Thus, by the unutterable mercy of God, even the very punishment of wickedness has become the armor of virtue, and the penalty of the sinner becomes the reward of the righteous. For then death was incurred by sinning, now righteousness is fulfilled by dying. In the case of the holy martyrs it is so; for to them the persecutor proposes the alternative, apostasy or death.


Here, Augustine places the choice for martyrdom against the alternatives of apostasy and death. In doing so, he affirms the position that to live in a way that will likely bring one to great opposition and potential ruin against the various powers that be in the world around them. We often see this play out in the modern era, as Christians are oppressed in various locales where rulers constantly strive to acquire more power for themselves and find it advantageous to damage the Christian community in their endless power grab.

The Two Views

For the righteous prefer by believing to suffer what the first transgressors suffered by not believing. For unless they had sinned, they would not have died; but the martyrs sin if they do not die.


All people, believing and non-believing alike, die. Nothing may change this, and all attempts to avoid death are taken in vain. It is with this knowledge that we must approach the prospect of our own deaths and cope with what we know will one day come. the believing person may look to the example fo a martyr and find contentment with the coming end, whereas the unbelieving person is likely to be faced with an existential despair and dread.

Death & Redemption

The one died because they sinned, the others do not sin because they die. By the guilt of the first, punishment was incurred; by the punishment of the second, guilt is prevented.


As martyrs give their lives int he name of Christ, the faith of those who observe them is enhanced. These viewers than begin to take Christian doctrine more seriously, and they begin to emulate Christ’s example more consistently.
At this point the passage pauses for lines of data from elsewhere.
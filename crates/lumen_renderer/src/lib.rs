//! Lumen Renderer - CPU Path Tracing
//!
//! A Monte Carlo path tracer for spheres with diffuse, metal and glass
//! materials. Rows of the image are split into bands and traced in parallel;
//! each band owns its own seeded random stream, so a render is reproducible
//! for a given seed and worker count.

mod band;
mod camera;
mod hittable;
mod integrator;
mod material;
mod output;
mod renderer;
mod sampling;
mod sphere;

pub use band::{band_rng, partition_rows, render_band, BandResult, RowBand};
pub use camera::Camera;
pub use hittable::{HitRecord, Hittable, Object, Scene};
pub use integrator::{ray_color, sky_gradient, SHADOW_ACNE_EPSILON};
pub use material::{reflect, reflectance, refract, Color, Material, ScatterResult};
pub use output::{save, write_ppm, OutputError};
pub use renderer::{
    color_to_rgb, linear_to_gamma, render, render_pixel, render_serial, validate_settings,
    worker_count, ImageBuffer, RenderError, RenderResult,
};
pub use sampling::{gen_f32, random_in_unit_disk, random_in_unit_sphere, random_unit_vector};
pub use sphere::Sphere;

/// Re-export Vec3 and common math types from lumen_math
pub use lumen_math::{Interval, Ray, Vec3};
//! Row-band partitioning for parallel rendering.
//!
//! The image is cut into contiguous runs of rows, one per worker. Each band
//! renders into its own buffer with its own random stream, so workers share
//! nothing mutable and the result does not depend on scheduling.

use crate::renderer::render_pixel;
use crate::{Camera, Color, Hittable};
use lumen_core::RenderSettings;
use rand::rngs::StdRng;
use rand::{RngCore, SeedableRng};
use std::time::Instant;

/// A contiguous run of output rows.
///
/// Rows are counted in output order: row 0 is the top of the image.
#[derive(Debug, Clone, Copy, PartialEq, Eq)]
pub struct RowBand {
    /// First output row of the band
    pub first_row: u32,
    /// Number of rows in the band
    pub rows: u32,
    /// Position of this band in top-to-bottom order
    pub index: usize,
}

impl RowBand {
    /// Create a new band.
    pub fn new(first_row: u32, rows: u32, index: usize) -> Self {
        Self {
            first_row,
            rows,
            index,
        }
    }

    /// One past the last output row of the band.
    pub fn end_row(&self) -> u32 {
        self.first_row + self.rows
    }

    /// Get the total number of pixels in this band.
    pub fn pixel_count(&self, width: u32) -> usize {
        self.rows as usize * width as usize
    }
}

/// Split `height` rows into at most `workers` contiguous bands.
///
/// Sizes differ by at most one row; the first `height % n` bands take the
/// extra rows. Never returns empty bands.
pub fn partition_rows(height: u32, workers: usize) -> Vec<RowBand> {
    let count = (workers.max(1) as u32).min(height);
    if count == 0 {
        return Vec::new();
    }

    let base = height / count;
    let remainder = height % count;

    let mut bands = Vec::with_capacity(count as usize);
    let mut first_row = 0;
    for index in 0..count {
        let rows = base + u32::from(index < remainder);
        bands.push(RowBand::new(first_row, rows, index as usize));
        first_row += rows;
    }

    bands
}

/// Random stream for a band: master seed plus band index.
pub fn band_rng(seed: u64, band_index: usize) -> StdRng {
    StdRng::seed_from_u64(seed.wrapping_add(band_index as u64))
}

/// Result of rendering a band.
#[derive(Debug, Clone)]
pub struct BandResult {
    /// The band that was rendered
    pub band: RowBand,
    /// Averaged linear colors in row-major output order
    pub pixels: Vec<Color>,
}

impl BandResult {
    /// Create a new band result.
    pub fn new(band: RowBand, pixels: Vec<Color>) -> Self {
        Self { band, pixels }
    }
}

/// Render every pixel of a band, top row first.
pub fn render_band(
    band: &RowBand,
    camera: &Camera,
    world: &dyn Hittable,
    settings: &RenderSettings,
    rng: &mut dyn RngCore,
) -> BandResult {
    let start = Instant::now();
    let width = settings.image_width;
    let height = settings.image_height();
    let mut pixels = Vec::with_capacity(band.pixel_count(width));

    for row in band.first_row..band.end_row() {
        // Image-plane rows count up from the bottom
        let j = height - 1 - row;
        for i in 0..width {
            pixels.push(render_pixel(camera, world, i, j, settings, rng));
        }
    }

    log::debug!(
        "Band {} rows [{}, {}) finished in {:?}",
        band.index,
        band.first_row,
        band.end_row(),
        start.elapsed()
    );

    BandResult::new(*band, pixels)
}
In doing so, they bring themselves loser to a clean and blameless state which may save them from the punishments of the world to come.

To Live in Sin or to Die in Christ

Not that death, which was before an evil, has become something good, but only that God has granted to faith this grace, that death, which is the admitted opposite to life, should become the instrument by which life is reached.


So holy martyrdom is desirable because it both ensures the sanctity of those who die and moves the viewer closer to that same sanctified state.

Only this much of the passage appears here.